Sasori is a special case, he literally became a puppet, you cannot compare him to Tsunade who has an human body (or are you suggesting that Tsunade can survive if her whole body, except the heart, is pulverized?).

Jiraya died, actually.
Further, the throat is a thing, the head is another.

Your interpretation of what Kishi wants to portray is subjective and therefore not usable as evidence, thus of no importance.

Show me Tsunade surviving to decapitation or a cut in the brain.


----------



## αce (May 3, 2013)

Even if you're in support of the already ridiculous notion that Tsunade can regenerate her head and brain - someone please elaborate on why Minato would simply sit there and let that happen. Unless of course you also think that she can regenerate her entire fucking head instantaneously.

I wouldn't be surprised since the initial argument is already comical.


----------



## Elite Uchiha (May 3, 2013)

I don't care if you haven't fought in one hundred years. No way in hell you should lose to Pre Skip Kabuto


----------



## FlamingRain (May 3, 2013)

blk said:


> Sasori is a special case, he literally became a puppet, you cannot compare him to Tsunade who has an human body (or are you suggesting that Tsunade can survive if her whole body, except the heart, is pulverized?).
> 
> Jiraya died, actually.
> Further, the throat is a thing, the head is another.
> ...



Tsunade is a Senju/Uzumaki hybrid, she is also a "special case". _Human_ Sasori had to survive the procedure to become a puppet. To become a puppet he had to get rid of everything else in order to even transfer his heart. It stayed alive long enough to be put in a canister and hooked up to another body (amazingly still retaining Sasori's conscious, so is chakra a ninja's conscious?).

He stayed alive _long enough_ to have lived _if he could regenerate_ like Tsunade can.

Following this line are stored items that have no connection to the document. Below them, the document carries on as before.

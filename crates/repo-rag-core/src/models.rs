//! Core data models used throughout repo-rag.
//!
//! These types represent the documents, chunks, vector entries, and
//! pipeline results that flow from file paths to grounded answers.

use chrono::{DateTime, SecondsFormat, Utc};
use serde::{Deserialize, Serialize};

/// A source file read from disk. Re-read on every indexing pass.
#[derive(Debug, Clone)]
pub struct DocumentRef {
    pub source_path: String,
    pub content: String,
}

/// A position-ordered segment of a source document.
#[derive(Debug, Clone, PartialEq)]
pub struct Chunk {
    pub source_path: String,
    pub chunk_index: usize,
    pub text: String,
    pub created_at: DateTime<Utc>,
}

impl Chunk {
    /// The chunk's primary key in the vector index.
    pub fn id(&self) -> String {
        chunk_id(&self.source_path, self.chunk_index)
    }

    /// Metadata carried alongside the chunk's vector.
    pub fn metadata(&self) -> ChunkMetadata {
        ChunkMetadata {
            source: self.source_path.clone(),
            chunk_index: self.chunk_index,
            ingested_at: format_ts(self.created_at),
        }
    }
}

/// Build the identity key for `(source_path, chunk_index)`.
pub fn chunk_id(source_path: &str, chunk_index: usize) -> String {
    format!("{}::chunk::{}", source_path, chunk_index)
}

/// Format a timestamp as ISO 8601 UTC with second precision.
pub fn format_ts(ts: DateTime<Utc>) -> String {
    ts.to_rfc3339_opts(SecondsFormat::Secs, true)
}

/// Attribution data stored with every vector entry.
#[derive(Debug, Clone, PartialEq, Eq, Serialize, Deserialize)]
pub struct ChunkMetadata {
    /// Path of the file the chunk came from.
    pub source: String,
    pub chunk_index: usize,
    /// Time the chunk was written to the index (ISO 8601).
    pub ingested_at: String,
}

/// A row in the vector index.
#[derive(Debug, Clone, PartialEq)]
pub struct VectorEntry {
    pub id: String,
    pub embedding: Vec<f32>,
    pub text: String,
    pub metadata: ChunkMetadata,
    /// SHA-256 of the whole source file at ingest time, used to skip
    /// unchanged files when incremental indexing is enabled.
    pub content_hash: Option<String>,
}

impl VectorEntry {
    /// Pair a chunk with its embedding.
    pub fn from_chunk(chunk: &Chunk, embedding: Vec<f32>, content_hash: Option<String>) -> Self {
        Self {
            id: chunk.id(),
            embedding,
            text: chunk.text.clone(),
            metadata: chunk.metadata(),
            content_hash,
        }
    }
}

/// A ranked search result.
#[derive(Debug, Clone)]
pub struct QueryHit {
    pub entry: VectorEntry,
    /// Cosine similarity (higher is better) or L2 distance (lower is
    /// better), depending on the collection metric.
    pub score: f32,
}

/// A file-level problem recorded during indexing.
#[derive(Debug, Clone, PartialEq, Eq, Serialize, Deserialize)]
pub struct IndexError {
    pub path: String,
    pub error: String,
}

/// Outcome of one indexing run. Not persisted.
#[derive(Debug, Clone, Default, PartialEq, Eq, Serialize, Deserialize)]
pub struct IndexStats {
    pub added_chunks: usize,
    pub skipped_files: usize,
    /// Files skipped because their content hash matched the index.
    #[serde(default)]
    pub unchanged_files: usize,
    pub errors: Vec<IndexError>,
}

impl IndexStats {
    pub fn record_error(&mut self, path: impl Into<String>, error: impl Into<String>) {
        self.errors.push(IndexError {
            path: path.into(),
            error: error.into(),
        });
    }
}

/// Chunk texts and metadata in rank order.
#[derive(Debug, Clone, Default, Serialize)]
pub struct Retrieved {
    pub documents: Vec<String>,
    pub metadatas: Vec<ChunkMetadata>,
}

impl Retrieved {
    pub fn is_empty(&self) -> bool {
        self.documents.is_empty()
    }
}

/// End-to-end answer with attribution and the index run that preceded it.
#[derive(Debug, Clone, Serialize)]
pub struct RagAnswer {
    pub answer: String,
    pub sources: Vec<ChunkMetadata>,
    pub chunks: Vec<String>,
    pub index_stats: IndexStats,
}

/// One short description per file, independent of the vector index.
#[derive(Debug, Clone, PartialEq, Eq, Serialize)]
pub struct FileBrief {
    pub path: String,
    pub extension: String,
    pub brief: String,
}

All of our opinions are subjective. We only use "evidence" to show _why_ we have the opinions that we do. My "evidence"for what jutsu can do is simply hype and author intent rather than feats. Which is why I don't believe that such an obvious solution as "go for the head" will succeed when it's been stated someone "can't die". I stand where I do on this because I can't see a kunai as an overwhelming offense no matter whose hand it is in.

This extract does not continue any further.